Мучительно задумываешься.

Холокост безумно тяжел для художественного воплощения — не только потому, что больно обращать к нему ум и душу, но и потому, что, как ни кощунственно это прозвучит, на сегодняшний день он достаточно утилизирован и в литературе, и в театре, и в кино. Один только фестиваль еврейских фильмов в Линкольн-центре — это десятки лент ежегодно, из которых практически все так или иначе имеют к нему отношение. “Дневник Анны Франк” вовсю ставят и взрослые, и детские театры... Посему спекулировать темой в искусстве, повторяя на разные лады ее всегда болезненные, но все же известные аспекты, вряд ли стоит. В 1998 году театр “Гешер” привез в Нью-Йорк потрясающую пьесу “Адам, сын собаки” — и, как ни странно, тот сюрреалистический Холокост воспринимался полностью (от жути отдельных сцен не могу отойти и по сей день). Зато гиперреалистический нынешний озадачивает: что мы узнали или прочувствовали нового? Не “новенького” в смысле развлекательного, а того неповторимого, ради чего и пришли в театр? “Каждый характер следует своей стезей, — писал в 1974 году Исаак Башевис Зингер. — Затем тропы пересекаются, и путешествие дает возможность поделить общее бремя”. Вот с этим проблема. Характер главного героя определить очень трудно. Лицо у актера невыразительное: ни в его одержимость литературой, ни во влюбчивость, ни в развращенность, ни в проснувшуюся нежность поверить нельзя, даже сильно напрягая воображение. А уж по какой логике этот субъект, умеющий носить щегольские костюмы, но абсолютно лишенный дара чувствовать, вдруг берет за себя слабоумную девочку, остается полной загадкой. Остальным тоже особенно нечего делать в рамках своих достаточно схематичных ролей.

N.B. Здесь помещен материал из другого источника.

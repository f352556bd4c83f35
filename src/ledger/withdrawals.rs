//! 출금 상태 머신
//!
//! 출금 요청 생성 시 잔고를 즉시 차감하고, pending에서 failed/cancelled로
//! 전이될 때 정확히 한 번 환불합니다. 환불 중복을 막기 위해 상태 전이는
//! `status == "pending"` guard의 조건부 쓰기로 수행합니다.

use std::sync::Arc;

use chrono::Utc;
use log::info;
use serde_json::json;

use crate::ledger::error::LedgerError;
use crate::ledger::model::{
    NewTransaction, TransactionType, WithdrawalRecord, WithdrawalStatus,
};
use crate::ledger::users::{BalanceDirection, UserLedger};
use crate::store::{to_fields, DocumentStore, Fields, Query, SortDir};

const WITHDRAWALS: &str = "withdrawals";

/// ERC20 주소 길이 ("0x" 포함 42자)
const WALLET_ADDRESS_LEN: usize = 42;

/// 출금 처리기
pub struct WithdrawalProcessor {
    store: Arc<dyn DocumentStore>,
    users: Arc<UserLedger>,
}

impl WithdrawalProcessor {
    pub fn new(store: Arc<dyn DocumentStore>, users: Arc<UserLedger>) -> Self {
        Self { store, users }
    }

    /// 출금 요청 생성
    ///
    /// 요청 시점에 잔고를 차감합니다. 잔고가 부족하면 아무것도 기록하지
    /// 않고 InsufficientFunds를 반환합니다.
    pub async fn create(
        &self,
        user_id: &str,
        amount: f64,
        wallet_address: &str,
    ) -> Result<WithdrawalRecord, LedgerError> {
        if !amount.is_finite() || amount <= 0.0 {
            return Err(LedgerError::Validation(
                "금액은 0보다 큰 숫자여야 합니다".to_string(),
            ));
        }
        if !wallet_address.starts_with("0x") || wallet_address.len() != WALLET_ADDRESS_LEN {
            return Err(LedgerError::Validation(
                "지갑 주소 형식이 올바르지 않습니다 (ERC20 주소 필요)".to_string(),
            ));
        }

        // 잔고 차감이 먼저. 실패하면 출금 문서를 남기지 않음
        self.users
            .update_balance(user_id, amount, BalanceDirection::Subtract)
            .await?;

        let now = Utc::now();
        let mut record = WithdrawalRecord {
            id: String::new(),
            user_id: user_id.to_string(),
            amount,
            wallet_address: wallet_address.to_string(),
            status: WithdrawalStatus::Pending,
            transaction_id: None,
            created_at: now,
            updated_at: now,
            processed_at: None,
        };
        record.id = self.store.add(WITHDRAWALS, to_fields(&record)?).await?;

        info!("✅ 출금 요청 생성: {} ({} USDT)", record.id, amount);

        Ok(record)
    }

    /// 출금 단건 조회
    pub async fn get(&self, withdrawal_id: &str) -> Result<WithdrawalRecord, LedgerError> {
        self.store
            .get(WITHDRAWALS, withdrawal_id)
            .await?
            .ok_or_else(|| LedgerError::NotFound("출금 요청".to_string()))?
            .decode()
            .map_err(LedgerError::from)
    }

    /// 사용자 출금 내역 (최신순)
    pub async fn history(&self, user_id: &str) -> Result<Vec<WithdrawalRecord>, LedgerError> {
        let docs = self
            .store
            .query(
                WITHDRAWALS,
                Query::new()
                    .where_eq("userId", user_id)
                    .order_by("createdAt", SortDir::Desc),
            )
            .await?;
        docs.iter()
            .map(|doc| doc.decode().map_err(LedgerError::from))
            .collect()
    }

    /// 출금 상태 전이 (관리자 동작)
    ///
    /// - 다섯 가지 상태 외의 입력은 InvalidStatus
    /// - completed / failed 진입 시 processedAt 기록
    /// - pending → failed/cancelled 전이에서만 잔고 환불 (정확히 한 번)
    /// - completed 진입 시 출금 거래를 기록 (정산 시점 집계)
    pub async fn update_status(
        &self,
        withdrawal_id: &str,
        new_status: &str,
        transaction_id: Option<String>,
    ) -> Result<WithdrawalRecord, LedgerError> {
        let status = WithdrawalStatus::parse(new_status)
            .ok_or_else(|| LedgerError::InvalidStatus(new_status.to_string()))?;
        let current = self.get(withdrawal_id).await?;

        let now = Utc::now();
        let mut fields = Fields::new();
        fields.insert("status".to_string(), json!(status));
        fields.insert("updatedAt".to_string(), json!(now));
        if let Some(tx) = &transaction_id {
            fields.insert("transactionId".to_string(), json!(tx));
        }
        if matches!(status, WithdrawalStatus::Completed | WithdrawalStatus::Failed) {
            fields.insert("processedAt".to_string(), json!(now));
        }

        match status {
            WithdrawalStatus::Failed | WithdrawalStatus::Cancelled => {
                // pending일 때만 환불이 일어나도록 전이를 CAS로 수행
                let swapped = self
                    .store
                    .update_if(
                        WITHDRAWALS,
                        withdrawal_id,
                        "status",
                        &json!("pending"),
                        fields.clone(),
                    )
                    .await?;
                if swapped {
                    self.users
                        .update_balance(&current.user_id, current.amount, BalanceDirection::Add)
                        .await?;
                    info!(
                        "출금 {} {} 처리, 잔고 환불: {}",
                        withdrawal_id, status, current.amount
                    );
                } else {
                    self.store.update(WITHDRAWALS, withdrawal_id, fields).await?;
                }
            }
            WithdrawalStatus::Completed => {
                self.store.update(WITHDRAWALS, withdrawal_id, fields).await?;
                if current.status != WithdrawalStatus::Completed {
                    self.users
                        .record_transaction(
                            &current.user_id,
                            NewTransaction {
                                kind: TransactionType::Withdrawal,
                                amount: current.amount,
                                status: Some("completed".to_string()),
                                description: Some(format!(
                                    "Withdrawal to {}",
                                    current.wallet_address
                                )),
                                crypto: None,
                                wallet_address: Some(current.wallet_address.clone()),
                            },
                        )
                        .await?;
                }
            }
            _ => {
                self.store.update(WITHDRAWALS, withdrawal_id, fields).await?;
            }
        }

        info!("✅ 출금 상태 변경: {} → {}", withdrawal_id, status);

        self.get(withdrawal_id).await
    }
}

#[cfg(test)]
mod tests {
    use super::*;
    use crate::ledger::model::NewUser;
    use crate::store::MemoryDocumentStore;

    async fn setup() -> (Arc<UserLedger>, WithdrawalProcessor, String) {
        let store: Arc<MemoryDocumentStore> = Arc::new(MemoryDocumentStore::new());
        let users = Arc::new(UserLedger::new(store.clone()));
        let processor = WithdrawalProcessor::new(store, users.clone());
        let user = users
            .create_user(NewUser {
                name: "테스트".to_string(),
                email: "w@b.c".to_string(),
                password_hash: None,
                provider: "email".to_string(),
                firebase_uid: None,
                profile_picture: None,
                is_email_verified: false,
            })
            .await
            .unwrap();
        users
            .update_balance(&user.id, 100.0, BalanceDirection::Add)
            .await
            .unwrap();
        (users, processor, user.id)
    }

    const WALLET: &str = "0xFF5885E5d7b9dA18485440AB73F16d5410627798";

    #[tokio::test]
    async fn test_create_debits_balance() {
        let (users, processor, user_id) = setup().await;

        let withdrawal = processor.create(&user_id, 40.0, WALLET).await.unwrap();
        assert_eq!(withdrawal.status, WithdrawalStatus::Pending);
        assert!(withdrawal.transaction_id.is_none());
        assert!(withdrawal.processed_at.is_none());

        let balance = users.get_user(&user_id).await.unwrap().balance;
        assert_eq!(balance, 60.0);
    }

    #[tokio::test]
    async fn test_create_rejects_bad_input() {
        let (users, processor, user_id) = setup().await;

        assert!(matches!(
            processor.create(&user_id, 0.0, WALLET).await.unwrap_err(),
            LedgerError::Validation(_)
        ));
        assert!(matches!(
            processor.create(&user_id, 10.0, "잘못된주소").await.unwrap_err(),
            LedgerError::Validation(_)
        ));
        assert!(matches!(
            processor.create(&user_id, 500.0, WALLET).await.unwrap_err(),
            LedgerError::InsufficientFunds
        ));

        // 실패한 생성은 잔고를 건드리지 않음
        let balance = users.get_user(&user_id).await.unwrap().balance;
        assert_eq!(balance, 100.0);
        assert!(processor.history(&user_id).await.unwrap().is_empty());
    }

    #[tokio::test]
    async fn test_failed_refunds_exactly_once() {
        let (users, processor, user_id) = setup().await;
        let withdrawal = processor.create(&user_id, 40.0, WALLET).await.unwrap();
        assert_eq!(users.get_user(&user_id).await.unwrap().balance, 60.0);

        // failed 전이 → 환불
        let updated = processor
            .update_status(&withdrawal.id, "failed", None)
            .await
            .unwrap();
        assert_eq!(updated.status, WithdrawalStatus::Failed);
        assert!(updated.transaction_id.is_none());
        assert!(updated.processed_at.is_some());
        assert_eq!(users.get_user(&user_id).await.unwrap().balance, 100.0);

        // 같은 전이를 반복해도 두 번째 환불은 없음
        processor
            .update_status(&withdrawal.id, "failed", None)
            .await
            .unwrap();
        assert_eq!(users.get_user(&user_id).await.unwrap().balance, 100.0);
    }

    #[tokio::test]
    async fn test_cancel_after_processing_does_not_refund() {
        let (users, processor, user_id) = setup().await;
        let withdrawal = processor.create(&user_id, 40.0, WALLET).await.unwrap();

        processor
            .update_status(&withdrawal.id, "processing", None)
            .await
            .unwrap();
        processor
            .update_status(&withdrawal.id, "cancelled", None)
            .await
            .unwrap();

        // 환불은 pending에서의 전이에만 적용
        assert_eq!(users.get_user(&user_id).await.unwrap().balance, 60.0);
    }

    #[tokio::test]
    async fn test_completed_records_withdrawal_transaction() {
        let (users, processor, user_id) = setup().await;
        let withdrawal = processor.create(&user_id, 40.0, WALLET).await.unwrap();

        let updated = processor
            .update_status(&withdrawal.id, "completed", Some("0xabc".to_string()))
            .await
            .unwrap();
        assert_eq!(updated.status, WithdrawalStatus::Completed);
        assert_eq!(updated.transaction_id.as_deref(), Some("0xabc"));
        assert!(updated.processed_at.is_some());

        let user = users.get_user(&user_id).await.unwrap();
        assert_eq!(user.balance, 60.0);
        assert_eq!(user.total_withdrawals, 40.0);

        let transactions = users.transactions(&user_id, None).await.unwrap();
        assert_eq!(transactions.len(), 1);
        assert_eq!(transactions[0].kind, TransactionType::Withdrawal);
        assert_eq!(transactions[0].amount, 40.0);

        // completed 반복 호출은 거래를 중복 기록하지 않음
        processor
            .update_status(&withdrawal.id, "completed", None)
            .await
            .unwrap();
        let user = users.get_user(&user_id).await.unwrap();
        assert_eq!(user.total_withdrawals, 40.0);
    }

    #[tokio::test]
    async fn test_invalid_status_and_unknown_id() {
        let (_, processor, user_id) = setup().await;
        let withdrawal = processor.create(&user_id, 10.0, WALLET).await.unwrap();

        let err = processor
            .update_status(&withdrawal.id, "refunded", None)
            .await
            .unwrap_err();
        assert!(matches!(err, LedgerError::InvalidStatus(_)));

        let err = processor
            .update_status("없는출금", "completed", None)
            .await
            .unwrap_err();
        assert!(matches!(err, LedgerError::NotFound(_)));
    }
}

И это — “Гешер”? Да — и все такой же яркий, драматургически насыщенный. Судя по всему, театр поставил себе задачу поднять нобелевского лауреата на щит, подразумевая, что чем больше на сцене еврейства хорошего и разного, тем лучше. Но даже если так, трудно объяснить, почему для гастролей в Нью-Йорке были выбраны обе пьесы именно по романам Исаака Башевиса Зингера. О нем, как о писателе, можно спорить, но и для апологетов, и для их оппонентов бесспорно одно: фантастическая литературная плодовитость не дает писателю автоматически первого места среди собратьев. У театра богатейший репертуар: Шекспир, Мольер, Шиллер, Достоевский, Островский, Брехт, Чехов, Булгаков, Том Стоппард, Пол Осборн... Ему есть что показать, а у нас, смею надеяться, есть, кому смотреть...

А за углом Эвери-Фишер холла уже стоит некто в напудренном парике. Со спины так совсем подросток, и камзол не делает солиднее: светлейший Вольфганг Амадей Моцарт. Следующий фестиваль в Линкольн-центре — его.